Problem description: Only the number is needed: count the lines below that hold the string "vertical".

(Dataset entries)
________________________________________

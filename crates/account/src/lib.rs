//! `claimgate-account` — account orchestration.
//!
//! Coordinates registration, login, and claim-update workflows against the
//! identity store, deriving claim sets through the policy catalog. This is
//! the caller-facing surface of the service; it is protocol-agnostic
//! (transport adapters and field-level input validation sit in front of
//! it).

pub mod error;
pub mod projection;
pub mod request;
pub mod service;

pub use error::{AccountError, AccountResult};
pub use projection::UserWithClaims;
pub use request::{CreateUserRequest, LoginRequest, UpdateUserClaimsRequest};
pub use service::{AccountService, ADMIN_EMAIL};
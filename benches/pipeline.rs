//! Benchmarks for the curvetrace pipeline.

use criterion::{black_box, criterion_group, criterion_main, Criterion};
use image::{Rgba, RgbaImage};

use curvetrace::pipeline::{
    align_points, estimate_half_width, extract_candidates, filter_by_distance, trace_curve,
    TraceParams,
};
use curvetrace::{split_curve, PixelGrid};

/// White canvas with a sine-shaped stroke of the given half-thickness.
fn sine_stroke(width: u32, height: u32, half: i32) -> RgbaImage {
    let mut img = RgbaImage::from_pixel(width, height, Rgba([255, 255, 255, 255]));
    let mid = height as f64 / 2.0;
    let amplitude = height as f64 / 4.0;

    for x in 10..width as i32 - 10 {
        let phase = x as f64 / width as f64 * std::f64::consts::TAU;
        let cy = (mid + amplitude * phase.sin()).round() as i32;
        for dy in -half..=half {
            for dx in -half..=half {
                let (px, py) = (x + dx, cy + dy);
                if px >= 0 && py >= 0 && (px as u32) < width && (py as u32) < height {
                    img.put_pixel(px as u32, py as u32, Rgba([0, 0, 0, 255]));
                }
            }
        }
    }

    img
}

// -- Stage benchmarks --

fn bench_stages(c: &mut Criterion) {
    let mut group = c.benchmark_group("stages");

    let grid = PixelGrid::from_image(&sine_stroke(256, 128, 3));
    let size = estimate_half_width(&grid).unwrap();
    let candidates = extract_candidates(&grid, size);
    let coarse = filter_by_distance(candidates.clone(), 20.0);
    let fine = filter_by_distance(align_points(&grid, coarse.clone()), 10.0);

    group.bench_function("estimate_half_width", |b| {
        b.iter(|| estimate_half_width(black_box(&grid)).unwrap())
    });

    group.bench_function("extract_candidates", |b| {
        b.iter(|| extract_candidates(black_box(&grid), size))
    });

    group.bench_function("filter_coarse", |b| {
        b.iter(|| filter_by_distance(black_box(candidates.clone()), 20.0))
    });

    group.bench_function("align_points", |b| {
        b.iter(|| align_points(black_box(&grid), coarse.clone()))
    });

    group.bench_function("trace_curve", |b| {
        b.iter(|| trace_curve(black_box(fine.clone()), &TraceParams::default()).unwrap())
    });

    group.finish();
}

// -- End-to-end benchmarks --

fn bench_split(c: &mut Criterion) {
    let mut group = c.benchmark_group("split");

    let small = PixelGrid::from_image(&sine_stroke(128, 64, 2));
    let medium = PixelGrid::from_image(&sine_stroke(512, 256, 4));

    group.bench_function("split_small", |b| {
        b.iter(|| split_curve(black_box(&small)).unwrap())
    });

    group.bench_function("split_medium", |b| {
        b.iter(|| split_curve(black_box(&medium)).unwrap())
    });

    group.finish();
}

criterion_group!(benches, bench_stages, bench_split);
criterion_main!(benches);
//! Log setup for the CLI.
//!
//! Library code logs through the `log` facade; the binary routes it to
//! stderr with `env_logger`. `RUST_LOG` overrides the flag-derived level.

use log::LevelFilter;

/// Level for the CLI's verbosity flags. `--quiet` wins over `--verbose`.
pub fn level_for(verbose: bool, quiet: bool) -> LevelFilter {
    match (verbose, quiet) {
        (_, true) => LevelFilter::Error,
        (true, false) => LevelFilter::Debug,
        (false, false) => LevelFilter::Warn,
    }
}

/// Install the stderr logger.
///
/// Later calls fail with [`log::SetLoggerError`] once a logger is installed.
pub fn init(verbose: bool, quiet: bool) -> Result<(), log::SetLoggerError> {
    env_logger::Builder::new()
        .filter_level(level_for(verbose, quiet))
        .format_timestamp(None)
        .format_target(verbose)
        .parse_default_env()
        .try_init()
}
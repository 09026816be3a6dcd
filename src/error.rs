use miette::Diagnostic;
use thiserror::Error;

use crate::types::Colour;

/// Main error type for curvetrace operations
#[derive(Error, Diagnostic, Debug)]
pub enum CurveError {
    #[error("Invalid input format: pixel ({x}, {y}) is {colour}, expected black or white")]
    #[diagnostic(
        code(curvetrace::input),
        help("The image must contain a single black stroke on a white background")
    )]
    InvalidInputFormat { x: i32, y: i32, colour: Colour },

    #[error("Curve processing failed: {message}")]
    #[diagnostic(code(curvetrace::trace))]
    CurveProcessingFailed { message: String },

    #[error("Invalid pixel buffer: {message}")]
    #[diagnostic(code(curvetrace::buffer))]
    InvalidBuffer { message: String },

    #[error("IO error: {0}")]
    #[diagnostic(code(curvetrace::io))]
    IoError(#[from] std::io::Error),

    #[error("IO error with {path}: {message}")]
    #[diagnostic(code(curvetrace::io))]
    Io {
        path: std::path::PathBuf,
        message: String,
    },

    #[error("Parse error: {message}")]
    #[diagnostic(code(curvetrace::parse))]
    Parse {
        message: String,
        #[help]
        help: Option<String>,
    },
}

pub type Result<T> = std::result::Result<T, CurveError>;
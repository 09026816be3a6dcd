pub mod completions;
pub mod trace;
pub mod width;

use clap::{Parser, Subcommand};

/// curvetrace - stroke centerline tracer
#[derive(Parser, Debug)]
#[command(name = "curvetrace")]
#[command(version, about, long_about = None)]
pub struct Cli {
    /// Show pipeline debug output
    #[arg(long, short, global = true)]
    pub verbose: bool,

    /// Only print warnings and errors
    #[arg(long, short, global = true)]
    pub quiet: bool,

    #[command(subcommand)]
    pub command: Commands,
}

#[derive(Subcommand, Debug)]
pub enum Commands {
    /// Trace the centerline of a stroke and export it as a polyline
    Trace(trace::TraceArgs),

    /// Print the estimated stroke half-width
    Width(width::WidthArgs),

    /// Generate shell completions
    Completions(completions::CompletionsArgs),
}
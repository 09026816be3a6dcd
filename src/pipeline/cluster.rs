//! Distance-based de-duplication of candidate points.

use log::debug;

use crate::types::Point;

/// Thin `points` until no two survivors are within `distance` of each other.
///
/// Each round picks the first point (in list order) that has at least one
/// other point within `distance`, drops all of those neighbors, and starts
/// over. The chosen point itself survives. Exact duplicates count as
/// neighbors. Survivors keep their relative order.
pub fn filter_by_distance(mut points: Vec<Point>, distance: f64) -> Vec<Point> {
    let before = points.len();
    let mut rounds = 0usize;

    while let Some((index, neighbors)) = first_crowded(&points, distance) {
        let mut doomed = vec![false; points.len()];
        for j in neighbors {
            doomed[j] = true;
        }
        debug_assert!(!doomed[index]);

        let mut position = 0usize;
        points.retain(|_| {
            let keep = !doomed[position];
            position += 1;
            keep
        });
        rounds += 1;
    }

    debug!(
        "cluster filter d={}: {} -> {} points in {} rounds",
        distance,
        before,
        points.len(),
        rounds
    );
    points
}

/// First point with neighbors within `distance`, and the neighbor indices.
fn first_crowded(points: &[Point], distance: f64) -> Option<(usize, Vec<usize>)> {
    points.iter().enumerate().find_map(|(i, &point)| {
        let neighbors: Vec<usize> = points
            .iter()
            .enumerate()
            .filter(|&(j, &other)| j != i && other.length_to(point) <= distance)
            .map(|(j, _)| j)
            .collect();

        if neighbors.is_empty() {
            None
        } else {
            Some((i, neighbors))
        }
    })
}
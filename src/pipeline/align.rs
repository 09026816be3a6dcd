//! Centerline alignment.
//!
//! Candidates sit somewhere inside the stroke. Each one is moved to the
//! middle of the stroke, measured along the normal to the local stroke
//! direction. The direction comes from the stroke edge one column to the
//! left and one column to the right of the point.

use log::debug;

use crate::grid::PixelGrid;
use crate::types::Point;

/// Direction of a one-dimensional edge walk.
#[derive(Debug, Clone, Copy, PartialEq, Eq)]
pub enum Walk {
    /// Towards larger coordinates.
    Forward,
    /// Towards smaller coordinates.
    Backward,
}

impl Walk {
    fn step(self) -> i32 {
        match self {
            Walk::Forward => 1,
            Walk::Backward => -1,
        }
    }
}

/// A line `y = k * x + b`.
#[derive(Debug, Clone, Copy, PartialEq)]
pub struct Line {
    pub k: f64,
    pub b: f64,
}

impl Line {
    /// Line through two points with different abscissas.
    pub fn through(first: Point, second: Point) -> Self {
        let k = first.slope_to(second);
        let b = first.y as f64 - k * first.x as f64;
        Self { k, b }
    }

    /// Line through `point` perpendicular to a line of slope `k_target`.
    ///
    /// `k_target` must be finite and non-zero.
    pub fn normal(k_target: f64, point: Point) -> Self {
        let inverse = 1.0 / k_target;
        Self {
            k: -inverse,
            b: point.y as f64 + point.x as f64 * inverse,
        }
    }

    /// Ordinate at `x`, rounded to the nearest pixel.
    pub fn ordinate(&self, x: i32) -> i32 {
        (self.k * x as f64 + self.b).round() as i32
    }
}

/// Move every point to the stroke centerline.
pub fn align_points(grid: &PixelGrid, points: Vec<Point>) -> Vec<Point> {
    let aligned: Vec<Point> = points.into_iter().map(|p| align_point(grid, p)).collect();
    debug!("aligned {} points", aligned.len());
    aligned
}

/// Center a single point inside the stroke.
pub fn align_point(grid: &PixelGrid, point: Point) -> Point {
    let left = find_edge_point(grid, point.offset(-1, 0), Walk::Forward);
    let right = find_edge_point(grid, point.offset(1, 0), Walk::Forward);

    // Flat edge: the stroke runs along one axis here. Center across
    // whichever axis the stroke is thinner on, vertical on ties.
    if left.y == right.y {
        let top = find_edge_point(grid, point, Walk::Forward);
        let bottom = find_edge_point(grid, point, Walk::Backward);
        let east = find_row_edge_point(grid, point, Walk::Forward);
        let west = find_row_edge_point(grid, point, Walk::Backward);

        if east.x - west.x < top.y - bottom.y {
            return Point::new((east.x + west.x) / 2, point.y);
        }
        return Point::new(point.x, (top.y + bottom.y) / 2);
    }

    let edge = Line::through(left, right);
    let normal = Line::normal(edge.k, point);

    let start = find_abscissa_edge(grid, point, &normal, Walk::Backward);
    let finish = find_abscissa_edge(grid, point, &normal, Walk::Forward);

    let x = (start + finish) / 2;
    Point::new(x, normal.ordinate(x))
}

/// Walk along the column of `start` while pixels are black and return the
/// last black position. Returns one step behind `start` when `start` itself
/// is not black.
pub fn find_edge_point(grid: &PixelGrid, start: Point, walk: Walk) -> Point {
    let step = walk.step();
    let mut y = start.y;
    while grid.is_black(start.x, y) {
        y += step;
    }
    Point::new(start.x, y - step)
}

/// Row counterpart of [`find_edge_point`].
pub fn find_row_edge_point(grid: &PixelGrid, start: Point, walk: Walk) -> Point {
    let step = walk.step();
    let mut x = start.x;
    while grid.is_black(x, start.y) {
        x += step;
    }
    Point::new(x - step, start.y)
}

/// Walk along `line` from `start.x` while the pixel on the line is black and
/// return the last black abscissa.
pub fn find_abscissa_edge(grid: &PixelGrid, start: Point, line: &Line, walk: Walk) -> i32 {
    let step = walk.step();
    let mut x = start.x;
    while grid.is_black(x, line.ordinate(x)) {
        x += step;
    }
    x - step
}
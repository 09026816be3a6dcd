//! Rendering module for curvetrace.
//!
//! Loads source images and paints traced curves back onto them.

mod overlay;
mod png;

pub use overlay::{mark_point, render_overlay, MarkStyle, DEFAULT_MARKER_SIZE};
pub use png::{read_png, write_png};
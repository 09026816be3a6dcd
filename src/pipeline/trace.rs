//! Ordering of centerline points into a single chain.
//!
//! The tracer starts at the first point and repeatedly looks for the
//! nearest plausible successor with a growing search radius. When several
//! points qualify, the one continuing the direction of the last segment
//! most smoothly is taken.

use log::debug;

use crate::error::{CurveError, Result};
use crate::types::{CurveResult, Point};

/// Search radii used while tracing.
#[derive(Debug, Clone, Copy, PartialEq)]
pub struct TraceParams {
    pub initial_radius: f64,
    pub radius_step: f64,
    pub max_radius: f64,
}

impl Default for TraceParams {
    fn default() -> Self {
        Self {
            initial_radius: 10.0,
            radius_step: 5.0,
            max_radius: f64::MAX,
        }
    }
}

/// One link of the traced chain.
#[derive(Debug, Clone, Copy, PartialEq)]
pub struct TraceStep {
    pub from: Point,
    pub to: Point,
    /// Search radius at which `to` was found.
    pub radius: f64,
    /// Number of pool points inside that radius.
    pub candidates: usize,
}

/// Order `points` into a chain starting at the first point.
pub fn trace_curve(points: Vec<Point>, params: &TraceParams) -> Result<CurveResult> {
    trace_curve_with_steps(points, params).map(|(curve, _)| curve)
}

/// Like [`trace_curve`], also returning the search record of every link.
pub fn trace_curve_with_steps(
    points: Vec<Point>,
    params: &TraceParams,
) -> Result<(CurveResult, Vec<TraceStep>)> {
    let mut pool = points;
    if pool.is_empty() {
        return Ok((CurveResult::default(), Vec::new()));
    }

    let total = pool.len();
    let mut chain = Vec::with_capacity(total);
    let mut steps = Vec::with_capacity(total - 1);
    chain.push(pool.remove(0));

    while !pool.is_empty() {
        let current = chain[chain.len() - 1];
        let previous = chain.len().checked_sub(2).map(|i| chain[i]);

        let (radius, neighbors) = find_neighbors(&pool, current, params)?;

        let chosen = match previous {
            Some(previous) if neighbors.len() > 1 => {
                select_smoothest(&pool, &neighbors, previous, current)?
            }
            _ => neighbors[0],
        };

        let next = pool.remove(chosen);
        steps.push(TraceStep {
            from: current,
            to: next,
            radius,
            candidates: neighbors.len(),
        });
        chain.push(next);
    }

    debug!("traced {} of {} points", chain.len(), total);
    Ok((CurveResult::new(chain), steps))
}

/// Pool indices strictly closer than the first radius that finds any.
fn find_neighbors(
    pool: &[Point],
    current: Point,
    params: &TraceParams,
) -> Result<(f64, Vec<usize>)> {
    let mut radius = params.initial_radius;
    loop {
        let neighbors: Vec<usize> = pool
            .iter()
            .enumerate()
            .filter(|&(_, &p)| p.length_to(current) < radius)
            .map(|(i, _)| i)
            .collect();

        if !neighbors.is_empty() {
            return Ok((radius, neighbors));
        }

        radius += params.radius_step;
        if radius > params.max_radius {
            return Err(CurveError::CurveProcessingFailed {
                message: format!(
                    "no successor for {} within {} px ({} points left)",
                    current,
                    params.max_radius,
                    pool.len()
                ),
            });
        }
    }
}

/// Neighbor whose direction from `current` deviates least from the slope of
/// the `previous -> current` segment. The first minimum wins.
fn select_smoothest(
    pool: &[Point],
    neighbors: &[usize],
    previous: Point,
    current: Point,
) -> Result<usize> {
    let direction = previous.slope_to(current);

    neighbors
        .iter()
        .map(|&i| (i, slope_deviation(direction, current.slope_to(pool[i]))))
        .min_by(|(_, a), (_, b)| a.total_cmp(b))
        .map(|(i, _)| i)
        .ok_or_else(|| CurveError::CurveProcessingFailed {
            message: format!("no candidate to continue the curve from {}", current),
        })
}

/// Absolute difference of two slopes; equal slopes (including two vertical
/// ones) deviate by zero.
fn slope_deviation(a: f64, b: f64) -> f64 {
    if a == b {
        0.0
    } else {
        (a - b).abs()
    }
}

________________________________________

Result of this task: 2